Studio album by Caspian
- Released: August 11, 2009
- Recorded: February 2009
- Genre: Post-rock, indie rock, emo
- Length: 57:45
- Label: The Mylene Sheath
- Producer: Ethan Dussault

Caspian chronology
| The Four Trees (2007) | Tertia (2009) | Waking Season (2012) |

= Tertia (album) =

Tertia is the second full-length studio album by the American post-rock band Caspian, released through The Mylene Sheath digitally on August 11, 2009, and physically on September 15, 2009. It is the band's first album to be released on The Mylene Sheath, after previously issuing the vinyl versions of The Four Trees and You Are the Conductor via the company.

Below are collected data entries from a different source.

//! Network configuration for the HTTP transport.

use std::time::Duration;

/// Listener and HTTP middleware settings.
#[derive(Debug, Clone, clap::Args)]
pub struct NetworkConfig {
    /// Bind address for the server.
    #[arg(long, env = "HOST", default_value = "0.0.0.0")]
    pub host: String,
    /// Port to listen on. 0 means OS-assigned.
    #[arg(long, env = "PORT", default_value_t = 8080)]
    pub port: u16,
    /// Allowed CORS origins, comma separated. `*` allows any origin.
    #[arg(long, env = "CORS_ORIGINS", value_delimiter = ',', default_value = "*")]
    pub cors_origins: Vec<String>,
    /// Maximum time to wait for a request to complete.
    #[arg(long = "request-timeout-ms", env = "REQUEST_TIMEOUT_MS", default_value = "30000", value_parser = parse_millis)]
    pub request_timeout: Duration,
    /// Wait for background work before every response, for platforms that
    /// freeze the process between requests.
    #[arg(long, env = "SERVERLESS", default_value_t = false)]
    pub serverless: bool,
}

fn parse_millis(raw: &str) -> Result<Duration, std::num::ParseIntError> {
    raw.parse().map(Duration::from_millis)
}

impl Default for NetworkConfig {
    fn default() -> Self {
        Self {
            host: "0.0.0.0".to_string(),
            port: 0,
            cors_origins: vec!["*".to_string()],
            request_timeout: Duration::from_secs(30),
            serverless: false,
        }
    }
}
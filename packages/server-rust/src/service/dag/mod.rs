//! Typed use-case pipelines.
//!
//! A [`Dag`] chains steps so that one step's data becomes the next step's
//! input. Edge types are checked by the compiler: `then` only accepts a use
//! case whose `Input` is the current `Output`.
//!
//! ```text
//! Dag::new(parse, locale, ctx)          Dag<String, i32>
//!     .then(double)                     Dag<String, i32>
//!     .then_background(notify, "n")     Dag<String, i32>  (notify runs on the executor)
//!     .then(render)                     Dag<String, String>
//! ```
//!
//! A DAG is consumed by `execute`, so each one runs exactly once.

mod parallel;
mod step;

use std::sync::Arc;

use backbone_core::{AppStatus, Locale, RequestContext, UseCase, UseCaseError, UseCaseResult};
use futures_util::future::BoxFuture;
use futures_util::FutureExt;
use tracing::{debug, warn};

pub use step::Step;
use step::BoundStep;

use super::instrument::Instrumentation;
use super::worker::{BackgroundError, BackgroundExecutor, TaskOutcome};

/// Shared environment of one DAG run.
#[derive(Debug, Clone, Default)]
pub struct DagEnv {
    pub ctx: RequestContext,
    pub locale: Locale,
    /// Required by `then_background`; without it background steps fail.
    pub executor: Option<Arc<BackgroundExecutor>>,
    /// When set, every step runs under the instrumentation wrapper.
    pub instrumentation: Option<Arc<Instrumentation>>,
}

impl DagEnv {
    #[must_use]
    pub fn new(ctx: RequestContext, locale: Locale) -> Self {
        Self {
            ctx,
            locale,
            executor: None,
            instrumentation: None,
        }
    }

    #[must_use]
    pub fn with_executor(mut self, executor: Arc<BackgroundExecutor>) -> Self {
        self.executor = Some(executor);
        self
    }

    #[must_use]
    pub fn with_instrumentation(mut self, instrumentation: Arc<Instrumentation>) -> Self {
        self.instrumentation = Some(instrumentation);
        self
    }

    /// Owned copy handed to work that outlives the request.
    #[must_use]
    pub fn snapshot(&self) -> Self {
        Self {
            ctx: self.ctx.snapshot(),
            ..self.clone()
        }
    }
}

type RunFn<I, O> = Box<dyn FnOnce(I) -> BoxFuture<'static, UseCaseResult<O>> + Send>;

/// Composed pipeline from `I` to `O`.
pub struct Dag<I, O> {
    env: Arc<DagEnv>,
    steps: Vec<&'static str>,
    run: RunFn<I, O>,
}

impl<I: Send + 'static, O: Send + 'static> Dag<I, O> {
    /// Starts a DAG with `first` as its entry step.
    #[must_use]
    pub fn new<U>(first: Step<U>, locale: Locale, ctx: RequestContext) -> Self
    where
        U: UseCase<Input = I, Output = O>,
    {
        Self::with_env(first, DagEnv::new(ctx, locale))
    }

    #[must_use]
    pub fn with_env<U>(first: Step<U>, env: DagEnv) -> Self
    where
        U: UseCase<Input = I, Output = O>,
    {
        let env = Arc::new(env);
        let step = first.bind(&env.locale);
        let steps = vec![step.name];
        let run_env = Arc::clone(&env);
        Self {
            env,
            steps,
            run: Box::new(move |input| async move { step.run(&run_env, input).await }.boxed()),
        }
    }

    /// Step names in execution order.
    #[must_use]
    pub fn steps(&self) -> &[&'static str] {
        &self.steps
    }

    #[must_use]
    pub fn env(&self) -> &DagEnv {
        &self.env
    }

    /// Appends `next`, fed with this DAG's data.
    ///
    /// `next` only runs when everything before it succeeded; otherwise the
    /// upstream failure is returned unchanged.
    #[must_use]
    pub fn then<U>(self, next: Step<U>) -> Dag<I, U::Output>
    where
        U: UseCase<Input = O>,
    {
        let step = next.bind(&self.env.locale);
        let run_env = Arc::clone(&self.env);
        let upstream = self.run;
        let mut steps = self.steps;
        steps.push(step.name);

        Dag {
            env: self.env,
            steps,
            run: Box::new(move |input| {
                async move {
                    let data = match upstream(input).await.into_continuation() {
                        Ok(data) => data,
                        Err(failure) => {
                            debug!(step = step.name, "upstream failed, step skipped");
                            return failure;
                        }
                    };
                    step.run(&run_env, data).await
                }
                .boxed()
            }),
        }
    }

    /// Runs the pipeline.
    pub async fn execute(self, input: I) -> UseCaseResult<O> {
        let steps = self.steps.len();
        let result = (self.run)(input).await;
        debug!(
            request_id = %self.env.ctx.request_id,
            steps,
            status = result.status().map_or("pending", AppStatus::as_str),
            "dag finished"
        );
        result
    }

    /// Runs the pipeline and splits the result into a plain `Result`.
    ///
    /// # Errors
    ///
    /// Returns the error of the first failing step.
    pub async fn try_execute(self, input: I) -> Result<Option<O>, UseCaseError> {
        self.execute(input).await.into_result()
    }
}

impl<I: Send + 'static, O: Clone + Send + 'static> Dag<I, O> {
    /// Appends `next` as a background continuation.
    ///
    /// On upstream success, `next` is submitted to the executor with a copy of
    /// the data and a snapshot of the carrier, and the upstream result is
    /// returned without waiting for it. Failures of `next` are logged by the
    /// executor and never reach this DAG's result. If the task cannot be
    /// submitted the DAG fails with an internal error.
    #[must_use]
    pub fn then_background<U>(self, next: Step<U>, task_name: &'static str) -> Self
    where
        U: UseCase<Input = O>,
    {
        let step = next.bind(&self.env.locale);
        let run_env = Arc::clone(&self.env);
        let upstream = self.run;
        let mut steps = self.steps;
        steps.push(step.name);

        Dag {
            env: self.env,
            steps,
            run: Box::new(move |input| {
                async move {
                    let result = upstream(input).await;
                    if result.has_error() {
                        return result;
                    }
                    let Some(data) = result.data().cloned() else {
                        return UseCaseResult::failure(
                            AppStatus::InternalError,
                            "upstream step produced no data",
                        );
                    };

                    match schedule(&run_env, step, task_name, data).await {
                        Ok(()) => result,
                        Err(err) => {
                            warn!(task = task_name, error = %err, "background step not scheduled");
                            UseCaseResult::failure(
                                AppStatus::InternalError,
                                format!("background step '{task_name}' not scheduled: {err}"),
                            )
                        }
                    }
                }
                .boxed()
            }),
        }
    }
}

async fn schedule<U: UseCase>(
    env: &DagEnv,
    step: BoundStep<U>,
    task_name: &'static str,
    data: U::Input,
) -> Result<(), BackgroundError> {
    let executor = env
        .executor
        .as_ref()
        .ok_or(BackgroundError::NotConfigured)?;
    let frozen = env.snapshot();
    executor
        .submit(task_name, async move {
            TaskOutcome::from(step.run(&frozen, data).await)
        })
        .await?;
    Ok(())
}

// ---------------------------------------------------------------------------
// Tests
// ---------------------------------------------------------------------------
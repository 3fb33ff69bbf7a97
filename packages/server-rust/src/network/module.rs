//! Network module with deferred startup lifecycle.
//!
//! Implements the deferred startup pattern: `new()` creates resources,
//! `start()` binds the TCP listener, and `serve()` starts accepting
//! connections. Application routes are supplied to `serve()` so the caller
//! can build them against the shared state in between.

use std::future::Future;
use std::sync::Arc;

use axum::routing::get;
use axum::Router;
use tokio::net::TcpListener;
use tracing::info;

use super::config::NetworkConfig;
use super::handlers::{health_handler, liveness_handler, readiness_handler, AppState};
use super::middleware::{build_http_layers, DrainPendingLayer};
use super::shutdown::ShutdownController;
use crate::service::instrument::Instrumentation;
use crate::service::worker::BackgroundExecutor;
use crate::service::ServerConfig;

/// Owns the HTTP server lifecycle.
///
/// 1. `new()` -- allocates the shared state (shutdown controller)
/// 2. `start()` -- binds the TCP listener to the configured address
/// 3. `serve()` -- accepts requests until shutdown, then drains background work
pub struct NetworkModule {
    config: NetworkConfig,
    listener: Option<TcpListener>,
    state: AppState,
}

impl NetworkModule {
    /// Creates the module without binding any port.
    #[must_use]
    pub fn new(
        config: NetworkConfig,
        server_config: Arc<ServerConfig>,
        executor: Arc<BackgroundExecutor>,
        instrumentation: Arc<Instrumentation>,
    ) -> Self {
        let state = AppState::new(
            Arc::new(ShutdownController::new()),
            executor,
            instrumentation,
            server_config,
            Arc::new(config.clone()),
        );
        Self {
            config,
            listener: None,
            state,
        }
    }

    /// Shared state handed to every handler; use it to build application routes.
    #[must_use]
    pub fn state(&self) -> AppState {
        self.state.clone()
    }

    #[must_use]
    pub fn shutdown_controller(&self) -> Arc<ShutdownController> {
        Arc::clone(&self.state.shutdown)
    }

    /// Merges `routes` with the health endpoints and applies the middleware.
    ///
    /// Built-in routes:
    /// - `GET /health` -- detailed health JSON
    /// - `GET /health/live` -- liveness probe
    /// - `GET /health/ready` -- readiness probe
    ///
    /// In serverless mode every response waits for pending background work.
    /// The drain layer wraps the whole HTTP stack, so the request timeout
    /// bounds the handler only and never cuts the drain short.
    pub fn build_router(&self, routes: Router<AppState>) -> Router {
        let mut router = routes
            .route("/health", get(health_handler))
            .route("/health/live", get(liveness_handler))
            .route("/health/ready", get(readiness_handler))
            .layer(build_http_layers(&self.config));

        if self.config.serverless {
            router = router.layer(DrainPendingLayer::new(Arc::clone(&self.state.executor)));
        }

        router.with_state(self.state.clone())
    }

    /// Binds the TCP listener and returns the bound port.
    ///
    /// # Errors
    ///
    /// Returns an error if the address cannot be bound (e.g., port in use).
    pub async fn start(&mut self) -> anyhow::Result<u16> {
        let addr = format!("{}:{}", self.config.host, self.config.port);
        let listener = TcpListener::bind(&addr).await?;
        let port = listener.local_addr()?.port();

        info!(host = %self.config.host, port, serverless = self.config.serverless, "TCP listener bound");

        self.listener = Some(listener);
        Ok(port)
    }

    /// Serves requests until `shutdown` resolves or the controller's
    /// `trigger_shutdown()` is called.
    ///
    /// After the shutdown signal:
    /// 1. Health state transitions to Draining while in-flight requests finish
    /// 2. Waits up to the configured drain timeout for background work
    /// 3. Health state transitions to Stopped if the work drained
    ///
    /// Returns whether background work drained in time. On `false` the caller
    /// should stop the executor forcefully instead of waiting on it again.
    ///
    /// # Errors
    ///
    /// Returns an error if `start()` was not called first or the server hits a
    /// fatal I/O error.
    pub async fn serve(
        mut self,
        routes: Router<AppState>,
        shutdown: impl Future<Output = ()> + Send + 'static,
    ) -> anyhow::Result<bool> {
        let Some(listener) = self.listener.take() else {
            anyhow::bail!("start() must be called before serve()");
        };
        let router = self.build_router(routes);
        let controller = self.shutdown_controller();

        controller.set_ready();
        info!("serving HTTP requests");

        axum::serve(listener, router)
            .with_graceful_shutdown(shutdown_signal(Arc::clone(&controller), shutdown))
            .await?;

        let drained = controller
            .drain(&self.state.executor, self.state.config.drain_timeout())
            .await;
        Ok(drained)
    }
}

/// Resolves when either `external` fires or the controller is triggered
/// directly. Readiness flips to Draining before axum starts its graceful
/// shutdown.
fn shutdown_signal(
    controller: Arc<ShutdownController>,
    external: impl Future<Output = ()> + Send + 'static,
) -> impl Future<Output = ()> + Send + 'static {
    let requested = controller.shutdown_requested();
    async move {
        tokio::select! {
            () = external => {
                info!("shutdown requested");
                controller.trigger_shutdown();
            }
            () = requested => {}
        }
    }
}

Tertia was made available as a full free download on the same day as its digital release, through Gimme Sound. All that was required of the user was registration to the website. The money raised through advertising on the site went to the band, or charities chosen by the band, the site or the user. The album is no longer available for download as of November 2, but may still be streamed for free.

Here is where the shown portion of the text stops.